The transcription factor Krox‐20 (Egr2) is a master regulator of Schwann cell myelination. In mice from which calcineurin B had been excised in cells of the neural crest lineage, calcineurin–nuclear factor of activated T cells (NFAT) signaling was required for neuregulin‐related Schwann cell myelination (Kao et al. [2009] Immunity 12:359–372). Whether NFAT signaling required simultaneous elevation of intracellular cAMP levels was not explored. In vivo, Krox‐20 expression requires continuous axon–Schwann cell signaling that in Schwann cell cultures can be mimicked by elevation of intracellular cAMP. We have investigated the role of the calcineurin–NFAT pathway in Krox‐20 induction in purified rat Schwann cell cultures. Activation of this pathway requires elevation of intracellular Ca 2+ levels.
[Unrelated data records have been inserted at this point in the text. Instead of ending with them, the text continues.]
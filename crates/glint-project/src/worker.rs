//! Per-device render worker.
//!
//! A worker owns a replica of one slot graph sized for its device. It
//! applies edits in arrival order, renders a frame on every `Tick` and
//! stores it in the device's shared frame block.

use std::path::PathBuf;

use crossbeam_channel::{Receiver, Sender};
use glint_config::{ConfigError, GraphDescription, SlotId};
use glint_core::{FilterGraph, FrameContext, OutputSize, PixelBuffer};
use glint_io::SharedFrame;
use glint_registry::EffectRegistry;
use serde::{Deserialize, Serialize};

use crate::error::Result;
use crate::message::{ConnectionOp, ModulationOp, ModulationSourceOp, NodeOp, Reply, WorkerMessage};

/// Frames between timing reports when timings are recorded.
const TIMING_REPORT_INTERVAL: u64 = 600;

/// Everything a worker needs to start.
#[derive(Debug, Clone, PartialEq, Serialize, Deserialize)]
pub struct WorkerSpec {
    /// Device id.
    pub device: String,
    /// Position of the device in the runtime config; selects the bit in
    /// controller device masks.
    pub device_index: usize,
    /// Pixel count of the device.
    pub num_pixels: usize,
    /// Row count of the device.
    pub num_rows: usize,
    /// Shared frame block created by the orchestrator.
    pub frame_path: PathBuf,
    /// Run the update phase in parallel.
    #[serde(default)]
    pub parallel_update: bool,
    /// Record per-node timings.
    #[serde(default)]
    pub record_timings: bool,
}

impl WorkerSpec {
    /// Child name used in logs and errors.
    pub fn child_name(&self) -> String {
        format!("worker:{}", self.device)
    }

    fn size(&self) -> OutputSize {
        OutputSize::new(self.num_pixels, self.num_rows.max(1))
    }

    fn listens_to(&self, device_mask: u64) -> bool {
        self.device_index < 64 && device_mask & (1 << self.device_index) != 0
    }
}

/// Run a worker until `Stop` arrives or the orchestrator hangs up.
///
/// Fails only if the shared frame block cannot be opened. Failures while
/// applying a message are reported with [`Reply::Error`] and the worker
/// keeps going.
pub fn run(
    spec: &WorkerSpec,
    registry: &EffectRegistry,
    inbox: Receiver<WorkerMessage>,
    outbox: Sender<Reply>,
) -> Result<()> {
    let mut worker = Worker::new(spec, registry)?;
    tracing::info!(device = %spec.device, pixels = spec.num_pixels, rows = spec.num_rows, "worker started");

    for message in inbox.iter() {
        if matches!(message, WorkerMessage::Stop) {
            break;
        }
        if let Some(reply) = worker.handle(message) {
            if outbox.send(reply).is_err() {
                break;
            }
        }
    }
    tracing::info!(device = %spec.device, frames = worker.frames, "worker stopped");
    Ok(())
}

struct Worker<'a> {
    spec: &'a WorkerSpec,
    registry: &'a EffectRegistry,
    block: SharedFrame,
    graph: FilterGraph,
    slot: Option<SlotId>,
    blank: PixelBuffer,
    frames: u64,
}

impl<'a> Worker<'a> {
    fn new(spec: &'a WorkerSpec, registry: &'a EffectRegistry) -> Result<Self> {
        let block = SharedFrame::open(&spec.frame_path)?;
        let mut worker = Self {
            spec,
            registry,
            block,
            graph: FilterGraph::new(),
            slot: None,
            blank: PixelBuffer::new(spec.size()),
            frames: 0,
        };
        worker.configure_graph();
        Ok(worker)
    }

    fn configure_graph(&mut self) {
        let size = self.spec.size();
        self.graph.set_parallel_update(self.spec.parallel_update);
        self.graph.set_record_timings(self.spec.record_timings);
        self.graph.propagate_num_pixels(size.pixels, size.rows);
    }

    fn handle(&mut self, message: WorkerMessage) -> Option<Reply> {
        match message {
            WorkerMessage::Probe { token } => Some(Reply::ProbeAck { token }),
            WorkerMessage::Tick { seq, ctx } => Some(self.tick(seq, &ctx)),
            WorkerMessage::ReplaceGraph { device, slot, graph } => {
                if device != self.spec.device {
                    tracing::warn!(device = %self.spec.device, target = %device, "ignoring graph meant for another device");
                    return None;
                }
                self.replace(slot, &graph).err().map(error_reply)
            }
            WorkerMessage::ControllerValue {
                device_mask,
                controller,
                value,
            } => {
                if self.spec.listens_to(device_mask) {
                    let hits = self.graph.set_controller_value(&controller, value);
                    tracing::trace!(controller = %controller, value, hits, "controller value");
                }
                None
            }
            WorkerMessage::Stop => None,
            edit => {
                if edit.edit_slot() != self.slot {
                    tracing::debug!(device = %self.spec.device, "ignoring edit for a slot this worker is not running");
                    return None;
                }
                self.apply_edit(edit).err().map(error_reply)
            }
        }
    }

    fn tick(&mut self, seq: u64, ctx: &FrameContext) -> Reply {
        let failed_node = match self.graph.tick(ctx) {
            Ok(()) => None,
            Err(e) => {
                tracing::warn!(device = %self.spec.device, seq, "{e}");
                Some(e.node)
            }
        };

        let frame = match self.graph.sink_frame() {
            Some(frame) if frame.len() == self.blank.len() => frame,
            Some(frame) => {
                tracing::warn!(
                    device = %self.spec.device,
                    "sink produced {} pixels for a {} pixel device",
                    frame.len(),
                    self.blank.len()
                );
                &self.blank
            }
            None => &self.blank,
        };
        if let Err(e) = self.block.write(seq, frame) {
            tracing::error!(device = %self.spec.device, seq, "failed to store frame: {e}");
        }

        self.frames += 1;
        if self.spec.record_timings && self.frames % TIMING_REPORT_INTERVAL == 0 {
            for timing in self.graph.timings() {
                tracing::debug!(
                    device = %self.spec.device,
                    node = %timing.node,
                    kind = timing.kind,
                    update_avg = ?timing.update.avg(),
                    process_avg = ?timing.process.avg(),
                    "node timing"
                );
            }
        }
        Reply::TickDone { seq, failed_node }
    }

    fn replace(&mut self, slot: SlotId, description: &GraphDescription) -> Result<()> {
        self.graph = description.build(self.registry)?;
        self.slot = Some(slot);
        self.configure_graph();
        tracing::info!(
            device = %self.spec.device,
            %slot,
            nodes = self.graph.node_count(),
            "graph replaced"
        );
        Ok(())
    }

    fn apply_edit(&mut self, message: WorkerMessage) -> Result<()> {
        match message {
            WorkerMessage::Node { op, .. } => match op {
                NodeOp::Add { id, state } => {
                    let effect = self.registry.build(&state).map_err(ConfigError::from)?;
                    self.graph.add_node_with_id(id, effect)?;
                }
                NodeOp::Remove { id } => self.graph.remove_node(id)?,
                NodeOp::Update { id, params } => self.graph.set_parameters(id, &params)?,
            },
            WorkerMessage::Connection { op, .. } => match op {
                ConnectionOp::Add(connection) => {
                    self.graph.insert_connection(connection)?;
                }
                ConnectionOp::Remove { id } => self.graph.remove_connection(id)?,
            },
            WorkerMessage::ModulationSource { op, .. } => match op {
                ModulationSourceOp::Add { id, state } => {
                    let source = self.registry.build_source(&state).map_err(ConfigError::from)?;
                    self.graph.add_modulation_source_with_id(id, source)?;
                }
                ModulationSourceOp::Remove { id } => self.graph.remove_modulation_source(id)?,
                ModulationSourceOp::Update { id, params } => {
                    self.graph.update_modulation_source(id, &params)?;
                }
            },
            WorkerMessage::Modulation { op, .. } => match op {
                ModulationOp::Add(modulation) => {
                    self.graph.insert_modulation(modulation)?;
                }
                ModulationOp::Remove { id } => self.graph.remove_modulation(id)?,
                ModulationOp::Update(modulation) => self.graph.update_modulation(modulation)?,
            },
            _ => {}
        }
        Ok(())
    }
}

fn error_reply(error: crate::ProjectError) -> Reply {
    tracing::warn!("worker rejected message: {error}");
    Reply::Error {
        message: error.to_string(),
    }
}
The calcium ionophore A23187 or ionomycin was used to increase intracellular Ca 2+ levels in Schwann cell cultures that had been treated with dibutyryl cAMP to induce Krox‐20. Increase in Ca 2+ levels significantly potentiated Krox‐20 induction, determined by Krox‐20 immunolabeling of individual cells and Western blotting. Levels of the myelin proteins periaxin and P 0 were also elevated. The potentiating effect was blocked by cyclosporin A, a specific blocker of the calcineurin–NFAT pathway. We found that, in the absence of cAMP elevation, treatment with A23187 alone failed to induce Krox‐20 expression, indicating that NFAT upregulation of Krox‐20 requires elevation of cAMP levels in Schwann cells. P‐VIVIT, another specific inhibitor of calcineurin–NFAT interaction, blocked Krox‐20 induction in response to dibutyryl cAMP and ionophore. HA‐NFAT1 (1–460)‐GFP translocated to the nucleus on treatment with dibutyryl cAMP with or without added ionophore. NFAT isoforms 1–4 were detected in purified Schwann cells by quantitative RT‐PCR. © 2012 Wiley Periodicals, Inc.